“And then, all of a sudden, when you’d have thought he was soft that way clean through,” she went on, her eyes blazing now at the memory of it, “them Bedloe boys come over lookin’ for trouble. An’ Buck sure gave it to them!”
“Tell me about it,” the girl said quickly. “Who are the Bedloe boys? What did they do?”
“The Bedloe boys,” Mrs. Smith ran on, eager in the recounting, “belong over to the Corners. Or the Corners belongs to them, I don’t know which you’d say. Never heard of them boys? Well, most folks has. There used to be lots like the Bedloe boys when I was a girl, Miss, but thank gracious they’re getting thinned out powerful fast. First an’ last an’ all the time they’re rowdies an’ gunfighters an’ bad men. There’s more of their kind in Hill’s Corners, but these are the worst of the outfit. They keep close in to the Corners, seeing it’s right on the state line, where they can dodge from one state to another when it comes handy. Which is right often.
“There’s three of ’em. Charley an’ Ed an’ the youngest one everybody calls the Kid. That’s three an’ I guess there’s a good many more would be glad of the chance to shoot Buck up. I guess the Bedloes heard that time that John was sick. Anyway, they come over, all three of ’em, hunting trouble. Buck was out in the barn, feeding the horses, an’ they didn’t know he was on the ranch. The Kid, he’s the youngest of the mess an’ the worst an’ the han’somest, with them little yeller curls, an’ his daredevil blue eyes, come on ahead, riding his horse right up to the door, yelling like a drunk Injun an’ cussing so it made a woman wonder how any woman could ever have a son like him. He tried to ride his horse right in the door, an’ when it got scared of me an’ John lyin’ in bed, an’ rared up, the Kid hit it over the head with the gun in his hand, an’ slipped out’n the saddle, laughin’ at it stagger.

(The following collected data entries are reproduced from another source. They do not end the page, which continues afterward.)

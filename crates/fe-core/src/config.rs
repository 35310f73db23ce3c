use serde::{Deserialize, Serialize};
use std::path::PathBuf;

use crate::catalog::{self, ChartKind, ChartSelection, ReportModule, ReportSelection, TimeRange};
use crate::plan::PlanTier;

/// Top-level configuration loaded from `~/.flowenergy/config.toml`.
///
/// Values are stored as plain strings so a hand-edited file round-trips
/// unchanged; [`Config::validate`] checks them against the catalogues.
#[derive(Debug, Clone, PartialEq, Serialize, Deserialize, Default)]
pub struct Config {
    #[serde(default)]
    pub general: GeneralConfig,
    #[serde(default)]
    pub plan: PlanConfig,
    #[serde(default)]
    pub dashboard: DashboardConfig,
    #[serde(default)]
    pub reports: ReportsConfig,
}

impl Config {
    /// Load config from `~/.flowenergy/config.toml`, falling back to
    /// defaults when the file does not exist.
    pub fn load() -> Result<Self, ConfigError> {
        let path = Self::default_path();
        if path.exists() {
            Self::load_from(path)
        } else {
            let cfg = Config::default();
            cfg.validate()?;
            Ok(cfg)
        }
    }

    /// Load from a specific path.
    pub fn load_from(path: impl Into<PathBuf>) -> Result<Self, ConfigError> {
        let path = path.into();
        let text = std::fs::read_to_string(&path).map_err(|e| ConfigError::Io(e.to_string()))?;
        let cfg: Config = toml::from_str(&text).map_err(|e| ConfigError::Parse(e.to_string()))?;
        cfg.validate()?;
        tracing::debug!(path = %path.display(), "config loaded");
        Ok(cfg)
    }

    /// Serialize config to TOML string.
    pub fn to_toml(&self) -> Result<String, ConfigError> {
        self.validate()?;
        toml::to_string_pretty(self).map_err(|e| ConfigError::Parse(e.to_string()))
    }

    pub fn validate(&self) -> Result<(), ConfigError> {
        self.general.validate()?;
        self.plan.default_tier()?;
        self.dashboard.validate()?;
        self.reports.selection()?;
        Ok(())
    }

    pub fn default_path() -> PathBuf {
        dirs::home_dir()
            .unwrap_or_else(|| PathBuf::from("."))
            .join(".flowenergy")
            .join("config.toml")
    }
}

// ---------------------------------------------------------------------------
// Error
// ---------------------------------------------------------------------------

#[derive(Debug, thiserror::Error)]
pub enum ConfigError {
    #[error("io: {0}")]
    Io(String),
    #[error("parse: {0}")]
    Parse(String),
    #[error("validation: {0}")]
    Validation(String),
}

// ---------------------------------------------------------------------------
// Section structs
// ---------------------------------------------------------------------------

const LOG_LEVELS: [&str; 5] = ["trace", "debug", "info", "warn", "error"];

#[derive(Debug, Clone, PartialEq, Serialize, Deserialize)]
pub struct GeneralConfig {
    #[serde(default = "default_log_level")]
    pub log_level: String,
    /// Emit JSON log lines instead of human-readable ones.
    #[serde(default)]
    pub log_json: bool,
}

impl Default for GeneralConfig {
    fn default() -> Self {
        Self {
            log_level: default_log_level(),
            log_json: false,
        }
    }
}

impl GeneralConfig {
    fn validate(&self) -> Result<(), ConfigError> {
        if LOG_LEVELS.contains(&self.log_level.to_ascii_lowercase().as_str()) {
            Ok(())
        } else {
            Err(ConfigError::Validation(format!(
                "general.log_level `{}` must be one of {}",
                self.log_level,
                LOG_LEVELS.join(", ")
            )))
        }
    }
}

fn default_log_level() -> String {
    "info".into()
}

#[derive(Debug, Clone, PartialEq, Serialize, Deserialize)]
pub struct PlanConfig {
    /// Tier every session starts on.
    #[serde(default = "default_tier")]
    pub default_tier: String,
}

impl Default for PlanConfig {
    fn default() -> Self {
        Self {
            default_tier: default_tier(),
        }
    }
}

impl PlanConfig {
    pub fn default_tier(&self) -> Result<PlanTier, ConfigError> {
        self.default_tier
            .parse()
            .map_err(|e| ConfigError::Validation(format!("plan.default_tier: {e}")))
    }
}

fn default_tier() -> String {
    PlanTier::default().as_str().into()
}

#[derive(Debug, Clone, PartialEq, Serialize, Deserialize)]
pub struct DashboardConfig {
    #[serde(default = "default_enabled_charts")]
    pub enabled_charts: Vec<String>,
    #[serde(default = "default_building")]
    pub building: String,
    #[serde(default = "default_time_range")]
    pub time_range: String,
}

impl Default for DashboardConfig {
    fn default() -> Self {
        Self {
            enabled_charts: default_enabled_charts(),
            building: default_building(),
            time_range: default_time_range(),
        }
    }
}

impl DashboardConfig {
    pub fn chart_selection(&self) -> Result<ChartSelection, ConfigError> {
        let kinds = self
            .enabled_charts
            .iter()
            .map(|id| id.parse::<ChartKind>())
            .collect::<Result<Vec<_>, _>>()
            .map_err(|e| ConfigError::Validation(format!("dashboard.enabled_charts: {e}")))?;
        Ok(ChartSelection::new(kinds))
    }

    pub fn time_range(&self) -> Result<TimeRange, ConfigError> {
        self.time_range
            .parse()
            .map_err(|e| ConfigError::Validation(format!("dashboard.time_range: {e}")))
    }

    fn validate(&self) -> Result<(), ConfigError> {
        self.chart_selection()?;
        catalog::site(&self.building)
            .map_err(|e| ConfigError::Validation(format!("dashboard.building: {e}")))?;
        self.time_range()?;
        Ok(())
    }
}

fn default_enabled_charts() -> Vec<String> {
    ChartKind::DEFAULT_ENABLED.iter().map(|k| k.id().to_string()).collect()
}
fn default_building() -> String {
    "all".into()
}
fn default_time_range() -> String {
    TimeRange::default().key().into()
}

#[derive(Debug, Clone, PartialEq, Serialize, Deserialize)]
pub struct ReportsConfig {
    #[serde(default = "default_modules")]
    pub default_modules: Vec<String>,
}

impl Default for ReportsConfig {
    fn default() -> Self {
        Self {
            default_modules: default_modules(),
        }
    }
}

impl ReportsConfig {
    /// Starting report selection. Premium modules are kept here; the plan
    /// check happens when the selection is edited.
    pub fn selection(&self) -> Result<ReportSelection, ConfigError> {
        let mut sel = ReportSelection::empty();
        for id in &self.default_modules {
            let module: ReportModule = id
                .parse()
                .map_err(|e| ConfigError::Validation(format!("reports.default_modules: {e}")))?;
            if !sel.contains(module) {
                sel.toggle(PlanTier::Enterprise, module)
                    .map_err(|e| ConfigError::Validation(e.to_string()))?;
            }
        }
        Ok(sel)
    }
}

fn default_modules() -> Vec<String> {
    ReportSelection::default()
        .modules()
        .iter()
        .map(|m| m.id().to_string())
        .collect()
}

#[cfg(test)]
mod tests {
    use super::*;

    #[test]
    fn defaults_validate() {
        let cfg = Config::default();
        cfg.validate().unwrap();
        assert_eq!(cfg.plan.default_tier().unwrap(), PlanTier::Pro);
        assert_eq!(cfg.dashboard.chart_selection().unwrap(), ChartSelection::default());
        assert_eq!(cfg.reports.selection().unwrap(), ReportSelection::default());
    }

    #[test]
    fn log_level_is_case_insensitive() {
        let mut cfg = Config::default();
        cfg.general.log_level = "DEBUG".into();
        cfg.validate().unwrap();
        cfg.general.log_level = "loud".into();
        assert!(cfg.validate().is_err());
    }
}
use ratatui::layout::{Constraint, Direction, Layout, Rect};
use ratatui::style::{Color, Modifier, Style};
use ratatui::widgets::{Block, Borders, Cell, Row, Table};
use ratatui::Frame;

use fe_core::analysis::{self, DemandSummary, Difficulty};
use fe_core::fixtures;
use fe_core::format::format_currency;

use crate::app::App;
use crate::widgets::{chart, gate_overlay, gauge_bar, metric_card};

/// Tab 5: demand profile against the contract and load-shifting ideas.
pub fn render(frame: &mut Frame, app: &App, area: Rect) {
    gate_overlay::render_gated(frame, area, &app.page_gate(), |frame, area| {
        render_content(frame, app, area)
    });
}

fn render_content(frame: &mut Frame, app: &App, area: Rect) {
    let chunks = Layout::default()
        .direction(Direction::Vertical)
        .constraints([
            Constraint::Length(4),
            Constraint::Min(8),
            Constraint::Length(1),
            Constraint::Length(6),
        ])
        .split(area);

    let metrics = analysis::demand_metrics();
    let cells = Layout::default()
        .direction(Direction::Horizontal)
        .constraints(vec![Constraint::Ratio(1, metrics.len() as u32); metrics.len()])
        .split(chunks[0]);
    for (metric, cell) in metrics.iter().zip(cells.iter()) {
        metric_card::render(frame, *cell, metric);
    }

    let charts = Layout::default()
        .direction(Direction::Horizontal)
        .constraints([Constraint::Percentage(60), Constraint::Percentage(40)])
        .split(chunks[1]);

    match fixtures::demand_profile() {
        Ok(ds) => {
            chart::render_dataset(frame, charts[0], "24h Demand Profile", &ds, "kW");
            if let Some(summary) = DemandSummary::from_dataset(&ds, "demand", fixtures::CONTRACTED_KW) {
                gauge_bar::render_utilization(frame, chunks[2], &summary);
            }
        }
        Err(e) => tracing::error!(error = %e, "demand profile failed to build"),
    }
    match fixtures::monthly_peak() {
        Ok(ds) => chart::render_dataset(frame, charts[1], "Monthly Peak", &ds, "kW"),
        Err(e) => tracing::error!(error = %e, "monthly peak failed to build"),
    }

    let header = Row::new(vec![
        Cell::from("Equipment"),
        Cell::from("From"),
        Cell::from("To"),
        Cell::from("Load"),
        Cell::from("Saving"),
        Cell::from("Effort"),
    ])
    .style(
        Style::default()
            .fg(Color::Yellow)
            .add_modifier(Modifier::BOLD),
    );
    let rows: Vec<Row> = app
        .suggestions
        .iter()
        .enumerate()
        .map(|(i, s)| {
            let effort = match s.difficulty {
                Difficulty::Easy => "easy",
                Difficulty::Medium => "medium",
            };
            let row = Row::new(vec![
                Cell::from(s.equipment),
                Cell::from(s.from),
                Cell::from(s.to),
                Cell::from(format!("{} kW", s.load_kw)),
                Cell::from(format!("{}/mo", format_currency(s.saving as f64))),
                Cell::from(effort),
            ]);
            if i == app.selected_index {
                row.style(Style::default().bg(Color::DarkGray))
            } else {
                row
            }
        })
        .collect();
    let widths = [
        Constraint::Min(22),
        Constraint::Length(13),
        Constraint::Length(13),
        Constraint::Length(7),
        Constraint::Length(14),
        Constraint::Length(7),
    ];
    let table = Table::new(rows, widths)
        .header(header)
        .block(Block::default().borders(Borders::ALL).title(format!(
            " Load Shifting  up to {}/mo ",
            format_currency(analysis::total_shift_saving(&app.suggestions) as f64)
        )));
    frame.render_widget(table, chunks[3]);
}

“But he come on in an’ Charley come in, too. Ed Bedloe was out in the far corral, gettin’ ready to throw the gate open an’ turn out the cows an’ stampede ’em off’n the ranch. What for?” She lifted her bony shoulders. “Oh, nothin’. They’d jus’ had trouble with my John about six months before, an’ was taking a good chance to smash up things in general about the ranch. They swore they was going to burn the cabin an’ the barn an’ scatter the stock an’ do anything else they could put their hands to. An’ while they was in here, cussing an’ abusing my John, who couldn’t even get up an’ grab his shotgun in the corner, an’ insulting me all they could lay their dirty tongues to, there’s a step at the door right behind ’em, light as a cat, an’ here’s Buck come in from the barn.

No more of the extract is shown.